* **Task directions**: State how many lines of the material below contain the word "between". Add nothing else.

* **Data for review**:
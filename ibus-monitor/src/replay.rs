use std::io::{BufRead, Write};

use anyhow::Context;
use ibus::replay::Replayer;
use log::warn;

#[derive(Clone, Copy, Debug, Default, PartialEq, Eq)]
pub struct ReplayStats {
    pub decoded: usize,
    pub skipped: usize,
    pub bad: usize,
}

/// Decode every line of `input` into `output`.
///
/// Lines that cannot be decoded are reported and copied through unchanged.
pub fn replay(
    input: impl BufRead,
    mut output: impl Write,
    mut replayer: Replayer,
) -> anyhow::Result<ReplayStats> {
    let mut stats = ReplayStats::default();
    for (idx, line) in input.lines().enumerate() {
        let line = line.context("reading log")?;
        match replayer.process(&line) {
            Ok(Some(record)) => {
                stats.decoded += 1;
                writeln!(output, "{record}")?;
            }
            Ok(None) => stats.skipped += 1,
            Err(e) => {
                stats.bad += 1;
                warn!("line {}: {e}", idx + 1);
                writeln!(output, "{line}")?;
            }
        }
    }
    output.flush()?;
    Ok(stats)
}

#[cfg(test)]
mod test {
    use super::*;
    use ibus::{device::DeviceTable, payload::CommandDecoder};

    const LOG: &str = "\
2010-10-14 21:04:11.532144  68 03 73 01 19
2010-10-14 21:04:11.552144  ! radio powered on
2010-10-14 21:04:11.600144  73 04 68 02 00 1D
garbage
2010-10-14 21:04:12.600144  68 05 73 3D 03 00 20
";

    #[test]
    fn decodes_a_log() {
        let mut output = Vec::new();
        let replayer = Replayer::new(CommandDecoder::new(DeviceTable::sdrs()));
        let stats = replay(LOG.as_bytes(), &mut output, replayer).unwrap();
        assert_eq!(
            stats,
            ReplayStats {
                decoded: 3,
                skipped: 1,
                bad: 1
            }
        );

        let output = String::from_utf8(output).unwrap();
        let lines: Vec<&str> = output.lines().collect();
        assert_eq!(lines.len(), 4);
        assert!(lines[0].starts_with("    0ms:  RAD  --> SDRS"));
        assert!(lines[0].ends_with("Device status request"));
        assert!(lines[1].starts_with("   68ms:  SDRS --> RAD "));
        assert!(lines[1].ends_with("Device status ready"));
        assert_eq!(lines[2], "garbage");
        assert!(lines[3].starts_with(" 1000ms:"));
        assert!(lines[3].ends_with("channel up"));
    }
}
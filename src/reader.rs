use std::io::{Read, Result, Seek, SeekFrom};

use zerocopy::transmute;

use crate::ByteOrder;

/// Cap on terminator scanning used by [`EndianReader::read_null_terminated_string`].
const DEFAULT_MAX_STRING_LENGTH: usize = 32767;

/// Reads typed values from a seekable stream, correcting multi-byte scalars for byte order.
///
/// Every multi-byte read pulls the exact number of bytes for the type off the stream in stream
/// order, reverses them when [`byte_order`](Self::byte_order) differs from the platform's own,
/// and reinterprets the result natively. Single-byte reads pass through unchanged. The byte
/// order is an ordinary public field; formats that switch orders partway through a file flip it
/// between reads.
///
/// The reader keeps no cursor of its own. [`position`](Self::position) and
/// [`set_position`](Self::set_position) go straight to the underlying stream, so seeking the
/// stream out from under the reader is fine as long as only one reader or writer touches it at
/// a time.
pub struct EndianReader<R> {
    /// The underlying stream. Reads consume from its current position.
    pub stream: R,
    /// The byte order applied to multi-byte reads.
    pub byte_order: ByteOrder,
}

impl<R: Read + Seek> EndianReader<R> {
    /// Constructor
    pub fn new(stream: R, byte_order: ByteOrder) -> Self {
        Self { stream, byte_order }
    }

    /// Extracts the inner stream
    pub fn into_inner(self) -> R {
        self.stream
    }

    /// Accesses the inner stream
    pub fn inner_mut(&mut self) -> &mut R {
        &mut self.stream
    }

    /// Returns the current position of the underlying stream.
    pub fn position(&mut self) -> Result<u64> {
        self.stream.stream_position()
    }

    /// Moves the underlying stream to `position`.
    pub fn set_position(&mut self, position: u64) -> Result<()> {
        self.stream.seek(SeekFrom::Start(position)).map(|_| ())
    }

    /// Reads a single `u8` value.
    #[inline(always)]
    pub fn read_u8(&mut self) -> Result<u8> {
        let mut buf = [0u8; 1];
        self.stream.read_exact(&mut buf)?;
        Ok(buf[0])
    }

    /// Reads a single `i8` value.
    #[inline(always)]
    pub fn read_i8(&mut self) -> Result<i8> {
        Ok(self.read_u8()? as i8)
    }

    /// Reads a `bool` value. Any nonzero byte decodes as true.
    pub fn read_bool(&mut self) -> Result<bool> {
        Ok(self.read_u8()? != 0)
    }

    /// Reads `len` raw bytes into a freshly allocated buffer.
    pub fn read_bytes(&mut self, len: usize) -> Result<Vec<u8>> {
        let mut buf = vec![0u8; len];
        self.stream.read_exact(&mut buf)?;
        Ok(buf)
    }

    /// Reads exactly `N` bytes in stream order, reversed in place when the configured byte
    /// order differs from the platform's.
    #[inline(always)]
    fn read_corrected<const N: usize>(&mut self) -> Result<[u8; N]> {
        let mut buf = [0u8; N];
        self.stream.read_exact(&mut buf)?;
        if self.byte_order != ByteOrder::NATIVE {
            buf.reverse();
        }
        Ok(buf)
    }

    /// Reads a `u16` in the configured byte order.
    #[inline(always)]
    pub fn read_u16(&mut self) -> Result<u16> {
        let value: u16 = transmute!(self.read_corrected::<2>()?);
        Ok(value)
    }

    /// Reads a `u32` in the configured byte order.
    #[inline(always)]
    pub fn read_u32(&mut self) -> Result<u32> {
        let value: u32 = transmute!(self.read_corrected::<4>()?);
        Ok(value)
    }

    /// Reads a `u64` in the configured byte order.
    #[inline(always)]
    pub fn read_u64(&mut self) -> Result<u64> {
        let value: u64 = transmute!(self.read_corrected::<8>()?);
        Ok(value)
    }

    /// Reads a `i16` in the configured byte order.
    #[inline(always)]
    pub fn read_i16(&mut self) -> Result<i16> {
        let value: i16 = transmute!(self.read_corrected::<2>()?);
        Ok(value)
    }

    /// Reads a `i32` in the configured byte order.
    #[inline(always)]
    pub fn read_i32(&mut self) -> Result<i32> {
        let value: i32 = transmute!(self.read_corrected::<4>()?);
        Ok(value)
    }

    /// Reads a `i64` in the configured byte order.
    #[inline(always)]
    pub fn read_i64(&mut self) -> Result<i64> {
        let value: i64 = transmute!(self.read_corrected::<8>()?);
        Ok(value)
    }

    /// Reads an IEEE-754 single-precision float in the configured byte order.
    #[inline(always)]
    pub fn read_f32(&mut self) -> Result<f32> {
        let value: f32 = transmute!(self.read_corrected::<4>()?);
        Ok(value)
    }

    /// Reads an IEEE-754 double-precision float in the configured byte order.
    #[inline(always)]
    pub fn read_f64(&mut self) -> Result<f64> {
        let value: f64 = transmute!(self.read_corrected::<8>()?);
        Ok(value)
    }

    /// Skips forward to the next 4-byte boundary. The format pads records to 4-byte blocks.
    pub fn align_stream(&mut self) -> Result<()> {
        self.align_stream_to(4)
    }

    /// Skips forward to the next multiple of `alignment`, measured from the start of the
    /// stream. Skipped bytes are not inspected. `alignment` must be nonzero.
    pub fn align_stream_to(&mut self, alignment: u64) -> Result<()> {
        let position = self.position()?;
        let remainder = position % alignment;
        if remainder != 0 {
            self.set_position(position + (alignment - remainder))?;
        }
        Ok(())
    }

    /// Number of bytes between the current position and the end of the stream. A position past
    /// the end counts as zero remaining.
    fn remaining(&mut self) -> Result<u64> {
        let position = self.stream.stream_position()?;
        let end = self.stream.seek(SeekFrom::End(0))?;
        self.stream.seek(SeekFrom::Start(position))?;
        Ok(end.saturating_sub(position))
    }

    /// Reads the contents of a length-prefixed, 4-byte-aligned string without decoding them.
    ///
    /// The framing is a 32-bit signed length in the configured byte order, followed by that
    /// many raw bytes, followed by padding that brings the absolute stream position to a
    /// multiple of 4.
    ///
    /// A length that is zero, negative, or larger than the number of bytes remaining on the
    /// stream yields an empty buffer: nothing past the prefix is consumed and no alignment
    /// happens. Absent or truncated optional fields decode this way rather than failing.
    pub fn read_aligned_bytes(&mut self) -> Result<Vec<u8>> {
        let length = self.read_i32()?;
        if length > 0 && length as u64 <= self.remaining()? {
            let bytes = self.read_bytes(length as usize)?;
            self.align_stream()?;
            Ok(bytes)
        } else {
            Ok(Vec::new())
        }
    }

    /// Reads a length-prefixed, 4-byte-aligned string and decodes it as UTF-8.
    ///
    /// Byte sequences that are not valid UTF-8 are replaced with the Unicode replacement
    /// character. See [`read_aligned_bytes`](Self::read_aligned_bytes) for the framing and for
    /// how out-of-range lengths decode.
    pub fn read_aligned_string(&mut self) -> Result<String> {
        let bytes = self.read_aligned_bytes()?;
        Ok(String::from_utf8_lossy(&bytes).into_owned())
    }

    /// Reads a length-prefixed, 4-byte-aligned string and returns its raw bytes as a
    /// `bstr::BString`.
    ///
    /// Name fields in older asset files are not always well-formed UTF-8; this accessor hands
    /// back the stored bytes verbatim where [`read_aligned_string`](Self::read_aligned_string)
    /// would substitute replacement characters.
    #[cfg(feature = "bstr")]
    pub fn read_aligned_bstring(&mut self) -> Result<bstr::BString> {
        Ok(bstr::BString::from(self.read_aligned_bytes()?))
    }

    /// Reads bytes up to (but excluding) a zero terminator, without decoding them.
    ///
    /// Scanning stops at the first zero byte, which is consumed but left out of the result.
    /// It also stops once `max_length` bytes have accumulated (leaving the terminator and the
    /// rest of the run unread) or when the stream runs out; neither cutoff is an error.
    pub fn read_null_terminated_bytes(&mut self, max_length: usize) -> Result<Vec<u8>> {
        let mut accumulated = Vec::new();
        let mut byte = [0u8; 1];
        while accumulated.len() < max_length {
            if self.stream.read(&mut byte)? == 0 {
                break;
            }
            if byte[0] == 0 {
                break;
            }
            accumulated.push(byte[0]);
        }
        Ok(accumulated)
    }

    /// Reads a null-terminated string and decodes it as UTF-8, scanning at most 32767 bytes.
    ///
    /// Byte sequences that are not valid UTF-8 are replaced with the Unicode replacement
    /// character. No alignment is performed.
    pub fn read_null_terminated_string(&mut self) -> Result<String> {
        self.read_null_terminated_string_with_limit(DEFAULT_MAX_STRING_LENGTH)
    }

    /// Reads a null-terminated string, scanning at most `max_length` bytes.
    ///
    /// See [`read_null_terminated_bytes`](Self::read_null_terminated_bytes) for the cutoff
    /// rules.
    pub fn read_null_terminated_string_with_limit(&mut self, max_length: usize) -> Result<String> {
        let bytes = self.read_null_terminated_bytes(max_length)?;
        Ok(String::from_utf8_lossy(&bytes).into_owned())
    }

    /// Reads a null-terminated string and returns its raw bytes as a `bstr::BString`, scanning
    /// at most 32767 bytes.
    #[cfg(feature = "bstr")]
    pub fn read_null_terminated_bstring(&mut self) -> Result<bstr::BString> {
        let bytes = self.read_null_terminated_bytes(DEFAULT_MAX_STRING_LENGTH)?;
        Ok(bstr::BString::from(bytes))
    }
}
//! Human-readable error descriptions and structured JSON error formatting.

use aqua_core::error::{AquaError, DatasetError};

/// Stable short name for the error class, used in JSON output.
fn reason_name(err: &eyre::Report) -> &'static str {
    if err.downcast_ref::<DatasetError>().is_some() {
        return "Dataset";
    }
    match err.downcast_ref::<AquaError>() {
        Some(AquaError::Config(_)) => "Config",
        Some(AquaError::Device(_)) => "Device",
        Some(AquaError::Timeout(_)) => "Timeout",
        Some(AquaError::Dataset(_)) => "Dataset",
        Some(AquaError::Predictor(_)) => "Predictor",
        Some(AquaError::Io(_)) => "Io",
        None => "Error",
    }
}

/// Map an eyre::Report to a human-readable explanation with likely causes and fix hints.
pub fn humanize(err: &eyre::Report) -> String {
    if let Some(de) = err.downcast_ref::<DatasetError>() {
        return match de {
            DatasetError::Duplicate(t) => format!(
                "What happened: An episode closing at {t} is already stored.\nLikely causes: The same export was imported twice.\nHow to fix: Nothing to do; duplicates are skipped on import."
            ),
            DatasetError::Corrupt(msg) => format!(
                "What happened: The dataset file could not be parsed ({msg}).\nLikely causes: The file was edited by hand or truncated by a crash outside the controller.\nHow to fix: Restore it from a backup or move it aside to start an empty dataset."
            ),
            DatasetError::UnsupportedVersion { found, supported } => format!(
                "What happened: The dataset was written by a newer release (schema {found}, this build reads up to {supported}).\nHow to fix: Upgrade the controller or point [dataset] at another file."
            ),
            other => format!(
                "What happened: {other}.\nLikely causes: Missing directory or insufficient permissions.\nHow to fix: Check [dataset] dir and file in the config."
            ),
        };
    }

    if let Some(ae) = err.downcast_ref::<AquaError>() {
        return match ae {
            AquaError::Config(msg) => format!(
                "What happened: Invalid configuration ({msg}).\nLikely causes: Missing or out-of-range values in the TOML.\nHow to fix: Edit the config file, then rerun."
            ),
            AquaError::Device(msg) => format!(
                "What happened: The tank controller is unreachable ({msg}).\nLikely causes: Wrong [device] port, cable unplugged, or no permission on the serial device.\nHow to fix: Check the port (or set AQUA_PORT), the wiring and group membership, or use --simulate."
            ),
            AquaError::Timeout(what) => format!(
                "What happened: Timed out waiting for {what}.\nLikely causes: Wrong baud rate, firmware not running, or a line full of CRC errors.\nHow to fix: Check [device] baud and rerun with --log-level=debug to see dropped lines."
            ),
            AquaError::Predictor(msg) => format!(
                "What happened: The trough predictor is unusable ({msg}).\nLikely causes: The model file is missing, from another feature layout, or the dataset has no usable rows.\nHow to fix: Retrain with `aqua dataset train` or remove prediction.model."
            ),
            other => format!(
                "What happened: {other}.\nLikely causes: See logs.\nHow to fix: Re-run with --log-level=debug or set RUST_LOG for more detail."
            ),
        };
    }

    // Generic fallback
    let msg = err.to_string();
    let mut cause = String::new();
    if let Some(src) = err.source() {
        cause = format!(" Cause: {src}");
    }
    format!(
        "Something went wrong.{cause}\nHow to fix: Re-run with --log-level=debug for details. Original: {msg}"
    )
}

/// Stable exit codes: dataset 3, configuration 4, device 5, anything else 1.
pub fn exit_code_for_error(err: &eyre::Report) -> i32 {
    match reason_name(err) {
        "Dataset" => 3,
        "Config" => 4,
        "Device" | "Timeout" => 5,
        _ => 1,
    }
}

/// Structured JSON for errors when --json is enabled.
pub fn format_error_json(err: &eyre::Report) -> String {
    serde_json::json!({
        "reason": reason_name(err),
        "message": humanize(err),
        "exit_code": exit_code_for_error(err),
    })
    .to_string()
}

#[cfg(test)]
mod tests {
    use super::*;

    #[test]
    fn classes_map_to_exit_codes() {
        let cases: [(eyre::Report, i32); 5] = [
            (DatasetError::Corrupt("x".into()).into(), 3),
            (AquaError::Config("device.port".into()).into(), 4),
            (AquaError::Device("/dev/ttyUSB0".into()).into(), 5),
            (AquaError::Timeout("frame").into(), 5),
            (eyre::eyre!("boom"), 1),
        ];
        for (err, code) in cases {
            assert_eq!(exit_code_for_error(&err), code, "{err}");
        }
    }

    #[test]
    fn json_carries_reason_and_message() {
        let err: eyre::Report = AquaError::Config("ph.v1 and ph.v2 must differ".into()).into();
        let v: serde_json::Value = serde_json::from_str(&format_error_json(&err)).unwrap();
        assert_eq!(v["reason"], "Config");
        assert_eq!(v["exit_code"], 4);
        assert!(v["message"].as_str().unwrap().contains("ph.v1"));
    }

    #[test]
    fn wrapped_errors_keep_their_class() {
        use eyre::WrapErr;
        let err = Err::<(), _>(DatasetError::Corrupt("eof".into()))
            .wrap_err("opening dataset")
            .unwrap_err();
        assert_eq!(exit_code_for_error(&err), 3);
    }
}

* **Exercise solution**: 2